━━━━━ Provided data ━━━━━

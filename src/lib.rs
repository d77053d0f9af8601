//! Shatter Range game library.
//!
//! A first-person physics range: grab and throw props, shoot breakable
//! targets with hitscan and projectile weapons, clear every target to win.

#[cfg(feature = "dev")]
pub mod dev_tools;
pub mod gameplay;
pub mod menus;
pub mod screens;
#[cfg(test)]
pub mod testing;
pub mod theme;
pub mod third_party;

use bevy::prelude::*;

use crate::menus::Menu;
use crate::screens::GameState;

/// Frame ordering for gameplay systems. Configured as a chain in [`plugin`].
#[derive(SystemSet, Debug, Clone, Copy, PartialEq, Eq, Hash)]
pub enum GameSet {
    /// Read raw input, emit player action messages.
    Input,
    /// Character movement, grabbing, projectile bookkeeping.
    Movement,
    /// Weapon fire, hit resolution, damage application.
    Combat,
    /// Target breaking, death despawns, win detection.
    Death,
    /// HUD updates.
    Ui,
}

/// Run condition: actively playing (in game, no menu overlay open).
pub fn gameplay_running(game_state: Res<State<GameState>>, menu: Res<State<Menu>>) -> bool {
    *game_state.get() == GameState::InGame && *menu.get() == Menu::None
}

/// Top-level plugin wiring every module together.
/// `main.rs` adds this on top of `DefaultPlugins`; integration tests add it
/// on top of `MinimalPlugins` + `StatesPlugin`.
pub fn plugin(app: &mut App) {
    app.configure_sets(
        Update,
        (
            GameSet::Input,
            GameSet::Movement,
            GameSet::Combat,
            GameSet::Death,
            GameSet::Ui,
        )
            .chain(),
    );

    app.add_plugins((
        third_party::plugin,
        theme::plugin,
        screens::plugin,
        menus::plugin,
        gameplay::plugin,
    ));

    #[cfg(feature = "dev")]
    app.add_plugins(dev_tools::plugin);
}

━━━━━

* [Work request]
Go through the entries above and count the lines with the word "menus", then give only that number.

* [Result of the exercise]
3